As important as this choice has become, the election is just a small first step. What Americans really have to decide is what kind of country they want.

Right now the United States is a country in which wealth is funneled, absurdly, from the bottom to the top. The richest 1 percent of Americans now holds close to 40 percent of all the wealth in the nation and maintains an iron grip on the levers of government power.

This is not only unfair, but self-defeating. The U.S. cannot thrive with its fabulous wealth concentrated at the top and the middle class on its knees. (No one even bothers to talk about the poor anymore.) How to correct this imbalance is one of the biggest questions facing the country.

The U.S. is also a country in which blissful ignorance is celebrated, and intellectual excellence (the key to 21st century advancement) is not just given short shrift, but is ridiculed. Paris Hilton and Britney Spears are cultural icons. The average American watches television a mind-numbing 4 1/2 hours a day.

At the same time, our public school system is plagued with some of the highest dropout rates in the industrialized world. Math and science? Forget about it. Too tough for these TV watchers, or too boring, or whatever.

“When I compare our high schools with what I see when I’m traveling abroad,” said Bill Gates, “I am terrified for our work force of tomorrow.”

The point here is that as we approach the end of the first decade of the 21st century, the United States is in deep, deep trouble. Yet instead of looking for creative, 21st-century solutions to these enormous problems, too many of our so-called leaders are behaving like clowns, or worse — spouting garbage in the public sphere that hearkens back to the 1940s and ’50s.

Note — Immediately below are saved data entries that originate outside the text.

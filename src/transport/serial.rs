//! Serial transport for ELM327-style OBD adapters.
//!
//! Opens the configured device (or probes common paths), writes mode 01
//! requests and reads raw reply text up to the adapter's `>` prompt. The
//! reply is emitted verbatim as the event value; decoding it is out of
//! scope for this tool.

use async_trait::async_trait;
use tokio::io::{AsyncReadExt, AsyncWriteExt};
use tokio::sync::Mutex;
use tokio_serial::SerialPortBuilderExt;
use tracing::{debug, info, warn};

use crate::error::{ObdError, Result};
use crate::pids::PidDescriptor;
use crate::telemetry::{TelemetryEvent, TelemetryValue};

use super::Transport;

/// Default OBD adapter baud rate
pub const DEFAULT_BAUD_RATE: u32 = 38_400;

/// Device paths to try when no interface was given (in order of preference)
const DEFAULT_DEVICE_PATHS: &[&str] = &[
    "/dev/ttyUSB0", // USB-to-serial adapters (most common for ELM327 clones)
    "/dev/ttyACM0", // USB CDC devices
];

/// ELM327 serial transport
pub struct SerialTransport {
    interface: Option<String>,
    baud_rate: u32,
    port: Mutex<Option<tokio_serial::SerialStream>>,
}

impl std::fmt::Debug for SerialTransport {
    fn fmt(&self, f: &mut std::fmt::Formatter<'_>) -> std::fmt::Result {
        f.debug_struct("SerialTransport")
            .field("interface", &self.interface)
            .field("baud_rate", &self.baud_rate)
            .finish_non_exhaustive()
    }
}

impl SerialTransport {
    pub fn new(interface: Option<String>, baud_rate: u32) -> Self {
        Self {
            interface,
            baud_rate,
            port: Mutex::new(None),
        }
    }

    /// Open the first device path that accepts our settings
    fn open_port(&self) -> Result<tokio_serial::SerialStream> {
        let candidates: Vec<&str> = match &self.interface {
            Some(path) => vec![path.as_str()],
            None => DEFAULT_DEVICE_PATHS.to_vec(),
        };

        for path in &candidates {
            debug!("Trying to open serial port: {}", path);

            match tokio_serial::new(*path, self.baud_rate)
                .data_bits(tokio_serial::DataBits::Eight)
                .parity(tokio_serial::Parity::None)
                .stop_bits(tokio_serial::StopBits::One)
                .flow_control(tokio_serial::FlowControl::None)
                .open_native_async()
            {
                Ok(port) => {
                    info!("Successfully opened OBD adapter at {}", path);
                    return Ok(port);
                }
                Err(e) => {
                    warn!("Failed to open {}: {}", path, e);
                    continue;
                }
            }
        }

        Err(ObdError::Connection(format!(
            "no OBD adapter found at {}",
            candidates.join(", ")
        )))
    }
}

#[async_trait]
impl Transport for SerialTransport {
    async fn connect(&self) -> Result<()> {
        let mut guard = self.port.lock().await;
        if guard.is_none() {
            *guard = Some(self.open_port()?);
        }
        Ok(())
    }

    async fn query(&self, pid: &PidDescriptor) -> Result<TelemetryEvent> {
        let mut guard = self.port.lock().await;
        let port = guard
            .as_mut()
            .ok_or_else(|| ObdError::Connection("serial transport is not connected".into()))?;

        let request = format!("01{}\r", pid.code);
        port.write_all(request.as_bytes()).await?;
        port.flush().await?;

        // Replies end with the adapter's ">" prompt
        let mut reply = Vec::new();
        let mut chunk = [0u8; 64];
        loop {
            let n = port.read(&mut chunk).await?;
            if n == 0 {
                return Err(ObdError::Connection("adapter closed the serial port".into()));
            }
            if let Some(prompt) = chunk[..n].iter().position(|&b| b == b'>') {
                reply.extend_from_slice(&chunk[..prompt]);
                break;
            }
            reply.extend_from_slice(&chunk[..n]);
        }

        let text = String::from_utf8_lossy(&reply)
            .replace('\r', "\n")
            .trim()
            .to_string();

        debug!(pid = pid.code, "Adapter reply: {:?}", text);

        Ok(TelemetryEvent::now(
            pid.code,
            pid.name,
            TelemetryValue::Text(text),
            pid.unit,
        ))
    }
}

Thoughtful, well-educated men and women are denounced as elites, and thus the enemies of ordinary Americans. Attempts to restore a semblance of fiscal sanity to a government that has been looted with an efficiency that would have been envied by the mob, are derided as subversive — the work of socialists, Marxists, Communists.

In 2008!

In North Carolina, Senator Elizabeth Dole, a conservative Republican, is in a tough fight for re-election against a Democratic state senator, Kay Hagan. So Ms. Dole ran a television ad that showed a close-up of Ms. Hagan’s face while the voice of a different woman asserts, “There is no God!”

Americans have to decide if they want a country that tolerates this kind of debased, backward behavior. Or if they want a country that aspires to true greatness — a country that stands for more than the mere rhetoric of equality, freedom, opportunity and justice.

That decision will require more than casting a vote in one presidential election. It will require a great deal of reflective thought and hard work by a committed citizenry. The great promise of America hinges on a government that works, openly and honestly, for the broad interests of the American people, as opposed to the narrow benefit of the favored, wealthy few.

By all means, vote today. But that is just the first step toward meaningful change.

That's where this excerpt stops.